DATA IN THIS EXERCISE |
☆ ☆ ☆

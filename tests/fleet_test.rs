use quick_commerce::fleet_actor::FleetError;
use quick_commerce::lifecycle::BackOffice;
use quick_commerce::model::{
    DriverCreate, DriverStatus, VehicleCreate, VehicleNo, VehicleStatus,
};

async fn seed(system: &BackOffice) -> (quick_commerce::model::DriverId, VehicleNo) {
    let driver_id = system
        .fleet_client
        .add_driver(DriverCreate {
            name: "Ravi".to_string(),
            availability: DriverStatus::Available,
        })
        .await
        .unwrap();
    let vehicle_no = system
        .fleet_client
        .add_vehicle(VehicleCreate {
            vehicle_no: VehicleNo::new("KA-01-1234"),
            availability: VehicleStatus::Available,
            location: "Indiranagar".to_string(),
        })
        .await
        .unwrap();
    (driver_id, vehicle_no)
}

#[tokio::test]
async fn test_assignment_flips_and_links_both_parties() {
    let system = BackOffice::new();
    let (driver_id, vehicle_no) = seed(&system).await;

    system
        .fleet_client
        .assign(driver_id, vehicle_no.clone())
        .await
        .expect("Failed to assign");

    let driver = system
        .fleet_client
        .get_driver(driver_id)
        .await
        .unwrap()
        .expect("Driver not found");
    assert_eq!(driver.availability, DriverStatus::OnTrip);
    assert_eq!(driver.current_vehicle, Some(vehicle_no.clone()));

    let vehicle = system
        .fleet_client
        .get_vehicle(vehicle_no)
        .await
        .unwrap()
        .expect("Vehicle not found");
    assert_eq!(vehicle.availability, VehicleStatus::InUse);
    assert_eq!(vehicle.current_driver, Some(driver_id));

    system.shutdown().await.unwrap();
}

#[tokio::test]
async fn test_busy_driver_refuses_second_assignment() {
    let system = BackOffice::new();
    let (driver_id, vehicle_no) = seed(&system).await;
    let second = system
        .fleet_client
        .add_vehicle(VehicleCreate {
            vehicle_no: VehicleNo::new("KA-01-5678"),
            availability: VehicleStatus::Available,
            location: "Koramangala".to_string(),
        })
        .await
        .unwrap();

    system
        .fleet_client
        .assign(driver_id, vehicle_no)
        .await
        .unwrap();

    let err = system
        .fleet_client
        .assign(driver_id, second.clone())
        .await
        .unwrap_err();
    assert!(matches!(
        err,
        FleetError::DriverUnavailable {
            status: DriverStatus::OnTrip,
            ..
        }
    ));

    // The refused vehicle was not touched.
    let vehicle = system
        .fleet_client
        .get_vehicle(second)
        .await
        .unwrap()
        .unwrap();
    assert_eq!(vehicle.availability, VehicleStatus::Available);
    assert_eq!(vehicle.current_driver, None);

    system.shutdown().await.unwrap();
}

/// A manual status override re-enables assignment, and it only changes the
/// status: the recorded pairing stays as history until the next assignment
/// overwrites it.
#[tokio::test]
async fn test_manual_release_reenables_assignment() {
    let system = BackOffice::new();
    let (driver_id, vehicle_no) = seed(&system).await;

    system
        .fleet_client
        .assign(driver_id, vehicle_no.clone())
        .await
        .unwrap();

    let driver = system
        .fleet_client
        .set_driver_status(driver_id, DriverStatus::Available)
        .await
        .unwrap();
    assert_eq!(driver.availability, DriverStatus::Available);
    assert_eq!(
        driver.current_vehicle,
        Some(vehicle_no.clone()),
        "Override must not clear the pairing history"
    );
    system
        .fleet_client
        .set_vehicle_status(vehicle_no.clone(), VehicleStatus::Available)
        .await
        .unwrap();

    system
        .fleet_client
        .assign(driver_id, vehicle_no)
        .await
        .expect("Released pair should be assignable again");

    system.shutdown().await.unwrap();
}

#[tokio::test]
async fn test_duplicate_vehicle_registration_is_rejected() {
    let system = BackOffice::new();
    let (_, vehicle_no) = seed(&system).await;

    let err = system
        .fleet_client
        .add_vehicle(VehicleCreate {
            vehicle_no: vehicle_no.clone(),
            availability: VehicleStatus::Available,
            location: "Elsewhere".to_string(),
        })
        .await
        .unwrap_err();
    assert!(matches!(err, FleetError::VehicleExists(no) if no == vehicle_no));

    system.shutdown().await.unwrap();
}

#[tokio::test]
async fn test_unknown_parties_are_reported() {
    let system = BackOffice::new();
    let (driver_id, vehicle_no) = seed(&system).await;

    let err = system
        .fleet_client
        .assign(quick_commerce::model::DriverId(99), vehicle_no)
        .await
        .unwrap_err();
    assert!(matches!(err, FleetError::DriverNotFound(_)));

    let err = system
        .fleet_client
        .assign(driver_id, VehicleNo::new("XX-00-0000"))
        .await
        .unwrap_err();
    assert!(matches!(err, FleetError::VehicleNotFound(_)));

    system.shutdown().await.unwrap();
}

☆ ☆ ☆

REQUIRED WORK | From the first line to the last, please write out the entries exactly.

SOLUTION BELOW |
filename tests/fleet_test.rs
use quick_commerce::fleet_actor::FleetError;
use quick_commerce::lifecycle::BackOffice;
use quick_commerce::model::{
    DriverCreate, DriverStatus, VehicleCreate, VehicleNo, VehicleStatus,
};

async fn seed(system: &BackOffice) -> (quick_commerce::model::DriverId, VehicleNo) {
    let driver_id = system
        .fleet_client
        .add_driver(DriverCreate {
            name: "Ravi".to_string(),
            availability: DriverStatus::Available,
        })
        .await
        .unwrap();
    let vehicle_no = system
        .fleet_client
        .add_vehicle(VehicleCreate {
            vehicle_no: VehicleNo::new("KA-01-1234"),
            availability: VehicleStatus::Available,
            location: "Indiranagar".to_string(),
        })
        .await
        .unwrap();
    (driver_id, vehicle_no)
}

#[tokio::test]
async fn test_assignment_flips_and_links_both_parties() {
    let system = BackOffice::new();
    let (driver_id, vehicle_no) = seed(&system).await;

    system
        .fleet_client
        .assign(driver_id, vehicle_no.clone())
        .await
        .expect("Failed to assign");

    let driver = system
        .fleet_client
        .get_driver(driver_id)
        .await
        .unwrap()
        .expect("Driver not found");
    assert_eq!(driver.availability, DriverStatus::OnTrip);
    assert_eq!(driver.current_vehicle, Some(vehicle_no.clone()));

    let vehicle = system
        .fleet_client
        .get_vehicle(vehicle_no)
        .await
        .unwrap()
        .expect("Vehicle not found");
    assert_eq!(vehicle.availability, VehicleStatus::InUse);
    assert_eq!(vehicle.current_driver, Some(driver_id));

    system.shutdown().await.unwrap();
}

#[tokio::test]
async fn test_busy_driver_refuses_second_assignment() {
    let system = BackOffice::new();
    let (driver_id, vehicle_no) = seed(&system).await;
    let second = system
        .fleet_client
        .add_vehicle(VehicleCreate {
            vehicle_no: VehicleNo::new("KA-01-5678"),
            availability: VehicleStatus::Available,
            location: "Koramangala".to_string(),
        })
        .await
        .unwrap();

    system
        .fleet_client
        .assign(driver_id, vehicle_no)
        .await
        .unwrap();

    let err = system
        .fleet_client
        .assign(driver_id, second.clone())
        .await
        .unwrap_err();
    assert!(matches!(
        err,
        FleetError::DriverUnavailable {
            status: DriverStatus::OnTrip,
            ..
        }
    ));

    // The refused vehicle was not touched.
    let vehicle = system
        .fleet_client
        .get_vehicle(second)
        .await
        .unwrap()
        .unwrap();
    assert_eq!(vehicle.availability, VehicleStatus::Available);
    assert_eq!(vehicle.current_driver, None);

    system.shutdown().await.unwrap();
}

/// A manual status override re-enables assignment, and it only changes the
/// status: the recorded pairing stays as history until the next assignment
/// overwrites it.
#[tokio::test]
async fn test_manual_release_reenables_assignment() {
    let system = BackOffice::new();
    let (driver_id, vehicle_no) = seed(&system).await;

    system
        .fleet_client
        .assign(driver_id, vehicle_no.clone())
        .await
        .unwrap();

    let driver = system
        .fleet_client
        .set_driver_status(driver_id, DriverStatus::Available)
        .await
        .unwrap();
    assert_eq!(driver.availability, DriverStatus::Available);
    assert_eq!(
        driver.current_vehicle,
        Some(vehicle_no.clone()),
        "Override must not clear the pairing history"
    );
    system
        .fleet_client
        .set_vehicle_status(vehicle_no.clone(), VehicleStatus::Available)
        .await
        .unwrap();

    system
        .fleet_client
        .assign(driver_id, vehicle_no)
        .await
        .expect("Released pair should be assignable again");

    system.shutdown().await.unwrap();
}

#[tokio::test]
async fn test_duplicate_vehicle_registration_is_rejected() {
    let system = BackOffice::new();
    let (_, vehicle_no) = seed(&system).await;

    let err = system
        .fleet_client
        .add_vehicle(VehicleCreate {
            vehicle_no: vehicle_no.clone(),
            availability: VehicleStatus::Available,
            location: "Elsewhere".to_string(),
        })
        .await
        .unwrap_err();
    assert!(matches!(err, FleetError::VehicleExists(no) if no == vehicle_no));

    system.shutdown().await.unwrap();
}

#[tokio::test]
async fn test_unknown_parties_are_reported() {
    let system = BackOffice::new();
    let (driver_id, vehicle_no) = seed(&system).await;

    let err = system
        .fleet_client
        .assign(quick_commerce::model::DriverId(99), vehicle_no)
        .await
        .unwrap_err();
    assert!(matches!(err, FleetError::DriverNotFound(_)));

    let err = system
        .fleet_client
        .assign(driver_id, VehicleNo::new("XX-00-0000"))
        .await
        .unwrap_err();
    assert!(matches!(err, FleetError::VehicleNotFound(_)));

    system.shutdown().await.unwrap();
}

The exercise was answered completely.